Commons Speaker John Bercow has urged MPs to complete the "revolution" in Parliament triggered by the expenses scandal five years ago.
In a speech at Westminster, Mr Bercow said that reforms passed after the public outcry over MPs' expense claims had had a "transformative" effect on the work of the House.
He highlighted in particular select committees, which had adopted a more confident, "gladiatorial" approach since their members were elected in a secret ballot of party colleagues, with the chairmen elected by the whole House, rather than chosen by party whips.
He suggested they should go further, extending the system of "confirmation" hearings for important public appointments, following up their reports more vigorously and employing in-house researchers.
He said they could also experiment with their methods of taking evidence from witnesses, possibly allowing just one or two members to do the bulk of the questioning as the most effective way of extracting "embarrassing or inconvenient" facts.

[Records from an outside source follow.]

//! Options scanned from host markup.

use pagedom::element::query_all;
use pagedom::Element;

/// One entry of the dropdown, derived once from an `<option>` element.
#[derive(Debug, Clone, PartialEq, Eq)]
pub struct SelectOption {
    /// Submitted value.
    pub value: String,
    /// Text shown in the list and in the base box.
    pub label: String,
    /// Whether the markup carried the `selected` attribute.
    pub initially_selected: bool,
    /// Id of the rendered `option` part in the control's shadow tree.
    pub node: String,
}

impl SelectOption {
    /// Read value, label and selected flag from an `<option>` element.
    ///
    /// Without a `value` attribute the value falls back to the text with
    /// ASCII whitespace stripped and collapsed.
    pub fn from_element(element: &Element, node: impl Into<String>) -> Self {
        let label = element.text_content();
        let value = match element.attribute("value") {
            Some(value) => value.to_string(),
            None => collapse_whitespace(&label),
        };

        Self {
            value,
            label,
            initially_selected: element.has_attribute("selected"),
            node: node.into(),
        }
    }
}

/// Scan every `<option>` below `host` in document order.
///
/// `node_id` names the rendered part for the option at a given index.
pub fn scan_options(host: &Element, node_id: impl Fn(usize) -> String) -> Vec<SelectOption> {
    query_all(host, "option")
        .into_iter()
        .enumerate()
        .map(|(index, element)| SelectOption::from_element(element, node_id(index)))
        .collect()
}

/// Pick the value the control starts with and returns to on reset.
///
/// The last option flagged `selected` wins. Without one, a non-empty
/// placeholder means there is no default; otherwise the first option is.
pub fn resolve_default(options: &[SelectOption], placeholder: Option<&str>) -> Option<String> {
    if let Some(flagged) = options.iter().rev().find(|o| o.initially_selected) {
        return Some(flagged.value.clone());
    }

    if placeholder.is_some_and(|p| !p.is_empty()) {
        return None;
    }

    options.first().map(|o| o.value.clone())
}

fn collapse_whitespace(text: &str) -> String {
    text.split_ascii_whitespace().collect::<Vec<_>>().join(" ")
}

#[cfg(test)]
mod tests {
    use super::*;

    fn option(value: &str, selected: bool) -> SelectOption {
        SelectOption {
            value: value.into(),
            label: value.to_uppercase(),
            initially_selected: selected,
            node: format!("node-{value}"),
        }
    }

    #[test]
    fn test_value_falls_back_to_collapsed_text() {
        let element = Element::new("option").inner_text("  New\n  York  ");
        let option = SelectOption::from_element(&element, "n");

        assert_eq!(option.value, "New York");
        assert_eq!(option.label, "  New\n  York  ");
        assert!(!option.initially_selected);
    }

    #[test]
    fn test_explicit_empty_value_is_kept() {
        let element = Element::new("option").attr("value", "").inner_text("None");
        assert_eq!(SelectOption::from_element(&element, "n").value, "");
    }

    #[test]
    fn test_last_flagged_option_wins() {
        let options = [option("a", true), option("b", false), option("c", true)];
        assert_eq!(resolve_default(&options, Some("Pick")), Some("c".into()));
    }

    #[test]
    fn test_placeholder_suppresses_default() {
        let options = [option("a", false), option("b", false)];
        assert_eq!(resolve_default(&options, Some("Pick")), None);
        assert_eq!(resolve_default(&options, Some("")), Some("a".into()));
        assert_eq!(resolve_default(&options, None), Some("a".into()));
    }

    #[test]
    fn test_no_options_no_default() {
        assert_eq!(resolve_default(&[], None), None);
    }
}
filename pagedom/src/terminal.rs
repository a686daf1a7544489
use std::io::{self, Write};
use std::time::Duration;

use crossterm::{
    cursor,
    event::{self, Event as CrosstermEvent},
    execute, queue,
    style::{Attribute, Color as CtColor, Print, SetAttribute, SetBackgroundColor, SetForegroundColor},
    terminal,
};

use crate::buffer::{Buffer, Cell};
use crate::element::Element;
use crate::layout::{layout, LayoutResult, Rect};
use crate::render::render_to_buffer;
use crate::text::char_width;
use crate::types::{ColorContext, Rgb, TextStyle};

/// Raw-mode alternate screen with mouse capture. Restored on drop.
pub struct Terminal {
    stdout: io::Stdout,
    front: Buffer,
    back: Buffer,
    last_layout: LayoutResult,
}

/// What was last written to the terminal, so unchanged attributes are not re-sent.
struct Pen {
    x: u16,
    y: u16,
    advance: u16,
    fg: Option<Rgb>,
    bg: Option<Rgb>,
    style: TextStyle,
}

impl Pen {
    fn new() -> Self {
        Self {
            x: u16::MAX,
            y: u16::MAX,
            advance: 1,
            fg: None,
            bg: None,
            style: TextStyle::new(),
        }
    }

    fn write(&mut self, out: &mut impl Write, x: u16, y: u16, cell: &Cell) -> io::Result<()> {
        if y != self.y || x != self.x.wrapping_add(self.advance) {
            queue!(out, cursor::MoveTo(x, y))?;
        }

        if cell.style != self.style {
            // Attribute::Reset also drops colors, so both are re-sent below.
            queue!(out, SetAttribute(Attribute::Reset))?;
            for (on, attribute) in [
                (cell.style.bold, Attribute::Bold),
                (cell.style.dim, Attribute::Dim),
                (cell.style.italic, Attribute::Italic),
                (cell.style.underline, Attribute::Underlined),
            ] {
                if on {
                    queue!(out, SetAttribute(attribute))?;
                }
            }
            self.style = cell.style;
            self.fg = None;
            self.bg = None;
        }
        if self.fg != Some(cell.fg) {
            queue!(out, SetForegroundColor(to_crossterm(cell.fg)))?;
            self.fg = Some(cell.fg);
        }
        if self.bg != Some(cell.bg) {
            queue!(out, SetBackgroundColor(to_crossterm(cell.bg)))?;
            self.bg = Some(cell.bg);
        }

        queue!(out, Print(cell.char))?;

        self.x = x;
        self.y = y;
        self.advance = char_width(cell.char).max(1) as u16;
        Ok(())
    }
}

impl Terminal {
    pub fn new() -> io::Result<Self> {
        let mut stdout = io::stdout();

        terminal::enable_raw_mode()?;
        execute!(
            stdout,
            terminal::EnterAlternateScreen,
            cursor::Hide,
            event::EnableMouseCapture
        )?;

        let (width, height) = terminal::size()?;
        log::debug!("[terminal] opened {width}x{height}");

        Ok(Self {
            stdout,
            front: Buffer::new(width, height),
            back: Buffer::new(width, height),
            last_layout: LayoutResult::new(),
        })
    }

    pub fn size(&self) -> (u16, u16) {
        (self.front.width(), self.front.height())
    }

    /// Wait up to `timeout` for input, then drain whatever else is pending.
    /// `None` blocks until one event arrives.
    pub fn poll(&self, timeout: Option<Duration>) -> io::Result<Vec<CrosstermEvent>> {
        let ready = match timeout {
            Some(timeout) => event::poll(timeout)?,
            None => return Ok(vec![event::read()?]),
        };

        let mut events = Vec::new();
        if ready {
            events.push(event::read()?);
            while event::poll(Duration::ZERO)? {
                events.push(event::read()?);
            }
        }
        Ok(events)
    }

    /// Lay out and paint `root`, writing only cells that changed since the last frame.
    pub fn render(&mut self, root: &Element, color_ctx: &ColorContext) -> io::Result<&LayoutResult> {
        let (width, height) = terminal::size()?;
        if (width, height) != self.size() {
            log::debug!("[terminal] resized to {width}x{height}");
            self.front = Buffer::new(width, height);
            self.back = Buffer::new(width, height);
            execute!(self.stdout, terminal::Clear(terminal::ClearType::All))?;
        }

        self.front.clear();
        self.last_layout = layout(root, Rect::from_size(width, height));
        render_to_buffer(root, &self.last_layout, &mut self.front, color_ctx);

        self.flush_diff()?;
        std::mem::swap(&mut self.front, &mut self.back);

        Ok(&self.last_layout)
    }

    /// Layout of the last rendered frame.
    pub fn layout(&self) -> &LayoutResult {
        &self.last_layout
    }

    fn flush_diff(&mut self) -> io::Result<()> {
        let mut pen = Pen::new();

        queue!(self.stdout, SetAttribute(Attribute::Reset))?;
        for (x, y, cell) in self.front.diff(&self.back) {
            pen.write(&mut self.stdout, x, y, cell)?;
        }
        queue!(self.stdout, SetAttribute(Attribute::Reset))?;

        self.stdout.flush()
    }
}

fn to_crossterm(rgb: Rgb) -> CtColor {
    CtColor::Rgb {
        r: rgb.r,
        g: rgb.g,
        b: rgb.b,
    }
}

impl Drop for Terminal {
    fn drop(&mut self) {
        let _ = execute!(
            self.stdout,
            event::DisableMouseCapture,
            cursor::Show,
            terminal::LeaveAlternateScreen
        );
        let _ = terminal::disable_raw_mode();
    }
}
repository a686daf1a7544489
#[derive(Debug, Clone, Copy, PartialEq, Eq, Default)]
pub struct Rect {
    pub x: u16,
    pub y: u16,
    pub width: u16,
    pub height: u16,
}

impl Rect {
    pub const fn new(x: u16, y: u16, width: u16, height: u16) -> Self {
        Self {
            x,
            y,
            width,
            height,
        }
    }

    pub const fn from_size(width: u16, height: u16) -> Self {
        Self::new(0, 0, width, height)
    }

    pub const fn is_empty(&self) -> bool {
        self.width == 0 || self.height == 0
    }

    pub const fn right(&self) -> u16 {
        self.x.saturating_add(self.width)
    }

    pub const fn bottom(&self) -> u16 {
        self.y.saturating_add(self.height)
    }

    pub fn shrink(self, top: u16, right: u16, bottom: u16, left: u16) -> Self {
        Self {
            x: self.x.saturating_add(left),
            y: self.y.saturating_add(top),
            width: self.width.saturating_sub(left + right),
            height: self.height.saturating_sub(top + bottom),
        }
    }

    pub fn contains(&self, x: u16, y: u16) -> bool {
        x >= self.x && x < self.right() && y >= self.y && y < self.bottom()
    }
}
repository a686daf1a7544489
//! The form-associated select control.
//!
//! A [`SelectControl`] wraps a host element carrying `<option>` children.
//! On first connect it scans the options once, builds its shadow tree and
//! resolves a default value. Afterwards the host `value` attribute is the
//! single source of truth: every change runs the update contract
//!
//! 1. sync the form value,
//! 2. dispatch a bubbling, cancelable `change` event,
//! 3. re-render the selection from the current attribute,
//! 4. recompute validity.
//!
//! No lock is held while listeners run, so listeners may call back into the
//! control.

use std::fmt;
use std::sync::atomic::{AtomicU64, Ordering};
use std::sync::{Arc, RwLock, RwLockReadGuard, RwLockWriteGuard};

use pagedom::element::{find_element, find_element_mut};
use pagedom::{dispatch, DomEvent, Element, EventTarget, ListenerId};

use crate::error::{Result, SelectError};
use crate::internals::{ElementInternals, ValidityFlags, ValidityReport};
use crate::option::{resolve_default, scan_options, SelectOption};
use crate::presentation::{self, PresentationModel};
use crate::registry::ElementDefinition;
use crate::style::{Part, StyleVars};

/// Tag name the control is registered under by default.
pub const TAG: &str = "custom-select";

/// Message attached to a missing required value.
pub const VALUE_MISSING_MESSAGE: &str = "Please select an item in the list.";

pub(crate) const VALUE: &str = "value";
pub(crate) const OPENED: &str = "opened";
pub(crate) const REQUIRED: &str = "required";
pub(crate) const PLACEHOLDER: &str = "placeholder";
pub(crate) const NAME: &str = "name";
const TABINDEX: &str = "tabindex";
const SELECTED: &str = "selected";
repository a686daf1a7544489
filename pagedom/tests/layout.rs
use pagedom::layout::layout;
use pagedom::{Border, Edges, Element, Rect, Size, Style};

// ============================================================================
// Column / Row stacking
// ============================================================================

#[test]
fn test_column_stacks_children() {
    let root = Element::col()
        .id("root")
        .width(Size::Fill)
        .height(Size::Fill)
        .child(Element::text("Hello").id("a"))
        .child(Element::text("World!").id("b"));

    let result = layout(&root, Rect::from_size(20, 10));

    assert_eq!(result.get("root"), Some(&Rect::new(0, 0, 20, 10)));
    assert_eq!(result.get("a"), Some(&Rect::new(0, 0, 5, 1)));
    assert_eq!(result.get("b"), Some(&Rect::new(0, 1, 6, 1)));
}

#[test]
fn test_column_gap() {
    let root = Element::col()
        .id("root")
        .width(Size::Fill)
        .height(Size::Fill)
        .gap(1)
        .child(Element::text("one").id("a"))
        .child(Element::text("two").id("b"));

    let result = layout(&root, Rect::from_size(20, 10));

    assert_eq!(result.get("b"), Some(&Rect::new(0, 2, 3, 1)));
}

#[test]
fn test_row_places_children_side_by_side() {
    let root = Element::row()
        .id("root")
        .width(Size::Fill)
        .height(Size::Fixed(1))
        .gap(1)
        .child(Element::text("ab").id("a"))
        .child(Element::text("cde").id("b"));

    let result = layout(&root, Rect::from_size(20, 10));

    assert_eq!(result.get("a"), Some(&Rect::new(0, 0, 2, 1)));
    assert_eq!(result.get("b"), Some(&Rect::new(3, 0, 3, 1)));
}

#[test]
fn test_fill_child_takes_remaining_space() {
    let root = Element::col()
        .id("root")
        .width(Size::Fixed(10))
        .height(Size::Fixed(10))
        .child(Element::text("head").id("head"))
        .child(Element::box_().id("body").width(Size::Fill).height(Size::Fill));

    let result = layout(&root, Rect::from_size(40, 40));

    assert_eq!(result.get("body"), Some(&Rect::new(0, 1, 10, 9)));
}

// ============================================================================
// Box model
// ============================================================================

#[test]
fn test_border_and_padding_offset_children() {
    let root = Element::col()
        .id("root")
        .width(Size::Fixed(12))
        .height(Size::Fixed(6))
        .padding(Edges::symmetric(0, 1))
        .style(Style::new().border(Border::Single))
        .child(Element::text("x").id("x"));

    let result = layout(&root, Rect::from_size(40, 40));

    assert_eq!(result.get("x"), Some(&Rect::new(2, 1, 1, 1)));
}

#[test]
fn test_auto_size_includes_border() {
    let root = Element::col()
        .id("root")
        .width(Size::Fill)
        .height(Size::Fill)
        .child(
            Element::row()
                .id("boxed")
                .style(Style::new().border(Border::Rounded))
                .child(Element::text("Mango").id("label")),
        );

    let result = layout(&root, Rect::from_size(40, 40));

    assert_eq!(result.get("boxed"), Some(&Rect::new(0, 0, 7, 3)));
    assert_eq!(result.get("label"), Some(&Rect::new(1, 1, 5, 1)));
}

#[test]
fn test_children_clamped_to_available_space() {
    let root = Element::col()
        .id("root")
        .width(Size::Fixed(4))
        .height(Size::Fixed(1))
        .child(Element::text("too wide").id("a"))
        .child(Element::text("hidden").id("b"));

    let result = layout(&root, Rect::from_size(40, 40));

    assert_eq!(result.get("a"), Some(&Rect::new(0, 0, 4, 1)));
    assert_eq!(result.get("b").map(|r| r.height), Some(0));
}
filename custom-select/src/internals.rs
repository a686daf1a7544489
//! Form value and validity of a single control.

/// Which validity constraints a control currently fails.
#[derive(Debug, Clone, Copy, Default, PartialEq, Eq)]
pub struct ValidityFlags {
    pub value_missing: bool,
    pub custom_error: bool,
}

impl ValidityFlags {
    pub fn value_missing() -> Self {
        Self {
            value_missing: true,
            ..Default::default()
        }
    }

    /// True when no constraint fails.
    pub fn valid(&self) -> bool {
        !self.value_missing && !self.custom_error
    }
}

/// A validity failure surfaced to the user.
#[derive(Debug, Clone, PartialEq, Eq)]
pub struct ValidityReport {
    pub message: String,
    /// Element the failure is anchored to, if any.
    pub anchor: Option<String>,
}

/// Reports kept per control; older ones are dropped first.
pub const MAX_REPORTS: usize = 16;

/// Per-control form state, the counterpart of the browser's `ElementInternals`.
///
/// Holds the value the owning form submits and the control's validity.
/// The most recent [`MAX_REPORTS`] reported failures are kept in order so
/// callers can surface them.
#[derive(Debug, Clone, Default)]
pub struct ElementInternals {
    form_value: Option<String>,
    validity: ValidityFlags,
    message: String,
    anchor: Option<String>,
    reports: Vec<ValidityReport>,
}

impl ElementInternals {
    pub fn new() -> Self {
        Self::default()
    }

    pub fn set_form_value(&mut self, value: Option<String>) {
        self.form_value = value;
    }

    pub fn form_value(&self) -> Option<&str> {
        self.form_value.as_deref()
    }

    /// Replace the validity state. Passing all-clear flags is the same as
    /// [`set_valid`](Self::set_valid).
    pub fn set_validity(
        &mut self,
        flags: ValidityFlags,
        message: impl Into<String>,
        anchor: Option<&str>,
    ) {
        if flags.valid() {
            self.set_valid();
            return;
        }
        self.validity = flags;
        self.message = message.into();
        self.anchor = anchor.map(str::to_string);
    }

    pub fn set_valid(&mut self) {
        self.validity = ValidityFlags::default();
        self.message.clear();
        self.anchor = None;
    }

    pub fn validity(&self) -> ValidityFlags {
        self.validity
    }

    pub fn validation_message(&self) -> &str {
        &self.message
    }

    pub fn validation_anchor(&self) -> Option<&str> {
        self.anchor.as_deref()
    }

    pub fn check_validity(&self) -> bool {
        self.validity.valid()
    }

    /// Record a report when invalid. Returns the validity.
    pub fn report_validity(&mut self) -> bool {
        if self.validity.valid() {
            return true;
        }

        log::warn!(
            "[validity] {} (anchor: {})",
            self.message,
            self.anchor.as_deref().unwrap_or("none")
        );
        if self.reports.len() >= MAX_REPORTS {
            let excess = self.reports.len() + 1 - MAX_REPORTS;
            self.reports.drain(..excess);
        }
        self.reports.push(ValidityReport {
            message: self.message.clone(),
            anchor: self.anchor.clone(),
        });
        false
    }

    pub fn reports(&self) -> &[ValidityReport] {
        &self.reports
    }

    pub fn take_reports(&mut self) -> Vec<ValidityReport> {
        std::mem::take(&mut self.reports)
    }

    /// Form-associated controls always take part in constraint validation.
    pub fn will_validate(&self) -> bool {
        true
    }
}
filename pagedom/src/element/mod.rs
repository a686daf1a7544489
mod content;
mod node;

pub use content::Content;
pub use node::Element;

/// Find an element by ID in the tree.
pub fn find_element<'a>(root: &'a Element, id: &str) -> Option<&'a Element> {
    if root.id == id {
        return Some(root);
    }

    if let Content::Children(children) = &root.content {
        for child in children {
            if let Some(found) = find_element(child, id) {
                return Some(found);
            }
        }
    }

    None
}

/// Find an element by ID in the tree, mutably.
pub fn find_element_mut<'a>(root: &'a mut Element, id: &str) -> Option<&'a mut Element> {
    if root.id == id {
        return Some(root);
    }

    if let Content::Children(children) = &mut root.content {
        for child in children {
            if let Some(found) = find_element_mut(child, id) {
                return Some(found);
            }
        }
    }

    None
}

/// IDs from `root` down to the element with `id`, both ends included.
pub fn find_path(root: &Element, id: &str) -> Option<Vec<String>> {
    if root.id == id {
        return Some(vec![root.id.clone()]);
    }

    for child in root.content.children() {
        if let Some(mut path) = find_path(child, id) {
            path.insert(0, root.id.clone());
            return Some(path);
        }
    }

    None
}

/// All descendants of `root` with the given tag, in document order.
/// The root itself is not included.
pub fn query_all<'a>(root: &'a Element, tag: &str) -> Vec<&'a Element> {
    let mut found = Vec::new();
    collect_by_tag(root, tag, &mut found);
    found
}

fn collect_by_tag<'a>(element: &'a Element, tag: &str, found: &mut Vec<&'a Element>) {
    for child in element.content.children() {
        if child.tag == tag {
            found.push(child);
        }
        collect_by_tag(child, tag, found);
    }
}

/// First descendant (or the root) carrying `part` in its part list.
pub fn find_part<'a>(root: &'a Element, part: &str) -> Option<&'a Element> {
    if root.has_part(part) {
        return Some(root);
    }

    root.content
        .children()
        .iter()
        .find_map(|child| find_part(child, part))
}
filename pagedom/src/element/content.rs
#[derive(Debug, Clone, Default, PartialEq)]
pub enum Content {
    #[default]
    None,
    Text(String),
    Children(Vec<super::Element>),
}

impl Content {
    pub fn children(&self) -> &[super::Element] {
        match self {
            Self::Children(children) => children,
            _ => &[],
        }
    }
}
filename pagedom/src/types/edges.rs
#[derive(Debug, Clone, Copy, PartialEq, Eq, Default)]
pub struct Edges {
    pub top: u16,
    pub right: u16,
    pub bottom: u16,
    pub left: u16,
}

impl Edges {
    pub const fn new(top: u16, right: u16, bottom: u16, left: u16) -> Self {
        Self {
            top,
            right,
            bottom,
            left,
        }
    }

    pub const fn all(value: u16) -> Self {
        Self::new(value, value, value, value)
    }

    pub const fn symmetric(vertical: u16, horizontal: u16) -> Self {
        Self::new(vertical, horizontal, vertical, horizontal)
    }
}
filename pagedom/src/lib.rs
//! Headless page model: an element tree with attributes and parts, DOM-style
//! named events, focus, and a flex layout that renders to the terminal.

pub mod buffer;
pub mod element;
pub mod event;
pub mod focus;
pub mod hit;
pub mod layout;
pub mod render;
pub mod terminal;
pub mod text;
pub mod types;

pub use buffer::Buffer;
pub use element::Element;
pub use event::{dispatch, DomEvent, Event, EventTarget, Key, Listener, ListenerId, Modifiers, MouseButton};
pub use focus::{collect_focusable, FocusState};
pub use hit::{hit_test, hit_test_any};
pub use layout::{LayoutResult, Rect};
pub use terminal::Terminal;
pub use types::*;
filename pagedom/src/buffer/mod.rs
mod buffer;
mod cell;

pub use buffer::Buffer;
pub use cell::Cell;
mod flex;
mod rect;

pub use flex::{layout, LayoutResult};
pub use rect::Rect;
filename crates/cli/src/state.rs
//! YAML persistence for checkout attempts between CLI invocations.
//!
//! The mobile app keeps this state in memory for one session; the CLI has to
//! survive across processes, so intents, verification states and appointment
//! states round-trip through a small YAML file.

use std::path::Path;

use anyhow::Context;
use indexmap::IndexMap;
use serde::{Deserialize, Serialize};
use telepay_core::{InMemoryAppointments, PaymentSession, VerificationState};
use telepay_types::{AppointmentPaymentState, PaymentIntent};

#[derive(Debug, Clone, Serialize, Deserialize)]
pub struct Attempt {
    pub intent: PaymentIntent,
    #[serde(flatten)]
    pub state: VerificationState,
}

#[derive(Debug, Clone, Default, Serialize, Deserialize)]
pub struct StateFile {
    #[serde(default)]
    pub attempts: Vec<Attempt>,
    #[serde(default)]
    pub appointments: IndexMap<String, AppointmentPaymentState>,
}

impl StateFile {
    /// Load the state file; a missing file is an empty state.
    pub fn load(path: &Path) -> anyhow::Result<Self> {
        if !path.exists() {
            return Ok(Self::default());
        }
        let content = std::fs::read_to_string(path)
            .with_context(|| format!("failed to read {}", path.display()))?;
        serde_yml::from_str(&content)
            .with_context(|| format!("failed to parse {}", path.display()))
    }

    pub fn save(&self, path: &Path) -> anyhow::Result<()> {
        let yaml = serde_yml::to_string(self).context("failed to serialize payment state")?;
        std::fs::write(path, yaml)
            .with_context(|| format!("failed to write {}", path.display()))?;
        Ok(())
    }

    /// Restore persisted attempts into a fresh session and directory.
    pub fn restore_into(&self, session: &PaymentSession, appointments: &InMemoryAppointments) {
        for attempt in &self.attempts {
            session.restore(attempt.intent.clone(), attempt.state.clone());
        }
        for (appointment_id, state) in &self.appointments {
            appointments.insert(appointment_id, *state);
        }
    }

    /// Capture the live session and directory back into a persistable state.
    pub fn capture(session: &PaymentSession, appointments: &InMemoryAppointments) -> Self {
        let mut attempts = Vec::new();
        for reference in session.references() {
            let (Some(intent), Some(state)) =
                (session.intent(&reference), session.state(&reference))
            else {
                continue;
            };
            attempts.push(Attempt { intent, state });
        }
        attempts.sort_by(|a, b| a.intent.created_at.cmp(&b.intent.created_at));

        let mut appointment_states: Vec<_> = appointments.snapshot();
        appointment_states.sort_by(|a, b| a.0.cmp(&b.0));
        Self {
            attempts,
            appointments: appointment_states.into_iter().collect(),
        }
    }
}
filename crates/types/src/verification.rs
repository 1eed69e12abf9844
use indexmap::IndexMap;
use serde::{Deserialize, Serialize};

use crate::amount::Amount;

/// Gateway-reported transaction status.
///
/// Only a verification round-trip through the backend is authoritative;
/// status is never inferred from the redirect alone.
#[derive(Debug, Clone, Copy, PartialEq, Eq, Serialize, Deserialize)]
#[serde(rename_all = "lowercase")]
pub enum GatewayStatus {
    Success,
    Failed,
    Pending,
    Cancelled,
}

impl GatewayStatus {
    pub fn is_success(&self) -> bool {
        matches!(self, GatewayStatus::Success)
    }

    /// Terminal statuses admit no further transitions for the reference.
    pub fn is_terminal(&self) -> bool {
        !matches!(self, GatewayStatus::Pending)
    }
}

/// Response payload from payment initialization: where to send the payer,
/// and the reference that correlates the attempt end to end.
#[derive(Debug, Clone, Serialize, Deserialize)]
pub struct CheckoutSession {
    pub authorization_url: String,
    pub access_code: String,
    pub reference: String,
}

/// Raw verification payload as reported by the backend, which itself asks
/// the gateway.
#[derive(Debug, Clone, Serialize, Deserialize)]
pub struct GatewayVerification {
    pub status: GatewayStatus,

    /// Gateway-confirmed amount in minor units
    pub amount: Amount,

    #[serde(default, skip_serializing_if = "Option::is_none")]
    pub appointment_id: Option<String>,

    /// Verbatim gateway response string (e.g. "Declined by issuer")
    #[serde(default, skip_serializing_if = "Option::is_none")]
    pub gateway_response: Option<String>,

    /// Intent metadata echoed back by the gateway
    #[serde(default)]
    pub metadata: IndexMap<String, String>,
}

/// Reconciled, client-side view of one verification outcome.
#[derive(Debug, Clone, Serialize, Deserialize)]
pub struct VerificationResult {
    pub reference: String,
    pub status: GatewayStatus,
    pub amount: Amount,
    #[serde(default, skip_serializing_if = "Option::is_none")]
    pub appointment_id: Option<String>,
    /// Pass-through failure reason when the outcome is not success
    #[serde(default, skip_serializing_if = "Option::is_none")]
    pub reason: Option<String>,
}

#[cfg(test)]
mod tests {
    use super::*;

    #[test]
    fn test_status_serializes_lowercase() {
        assert_eq!(
            serde_json::to_string(&GatewayStatus::Success).unwrap(),
            "\"success\""
        );
        let parsed: GatewayStatus = serde_json::from_str("\"cancelled\"").unwrap();
        assert_eq!(parsed, GatewayStatus::Cancelled);
    }

    #[test]
    fn test_terminal_statuses() {
        assert!(GatewayStatus::Success.is_terminal());
        assert!(GatewayStatus::Failed.is_terminal());
        assert!(GatewayStatus::Cancelled.is_terminal());
        assert!(!GatewayStatus::Pending.is_terminal());
    }

    #[test]
    fn test_verification_payload_parses_backend_shape() {
        let json = r#"{
            "status": "success",
            "amount": 15000,
            "appointment_id": "A1",
            "gateway_response": "Approved",
            "metadata": {"doctorId": "D9"}
        }"#;
        let payload: GatewayVerification = serde_json::from_str(json).unwrap();
        assert!(payload.status.is_success());
        assert_eq!(payload.amount, Amount::from_minor(15_000));
        assert_eq!(payload.appointment_id.as_deref(), Some("A1"));
    }
}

Alternatively, he said they could try using European-style "rapporteurs" to quiz witnesses.
He also proposed that the system of MPs electing select committees could be extended to the public bill committees which carry out the line-by-line examination of legislation going through Parliament.
"I favour an ambitious agenda because I am convinced that the House has been transformed in this Parliament by the changes embraced at the very end of the last one. Ours is, however, a revolution which is only two-thirds complete, there is more yet to do," he said.
"We should not want to wait for another generation for Parliament again to empower itself."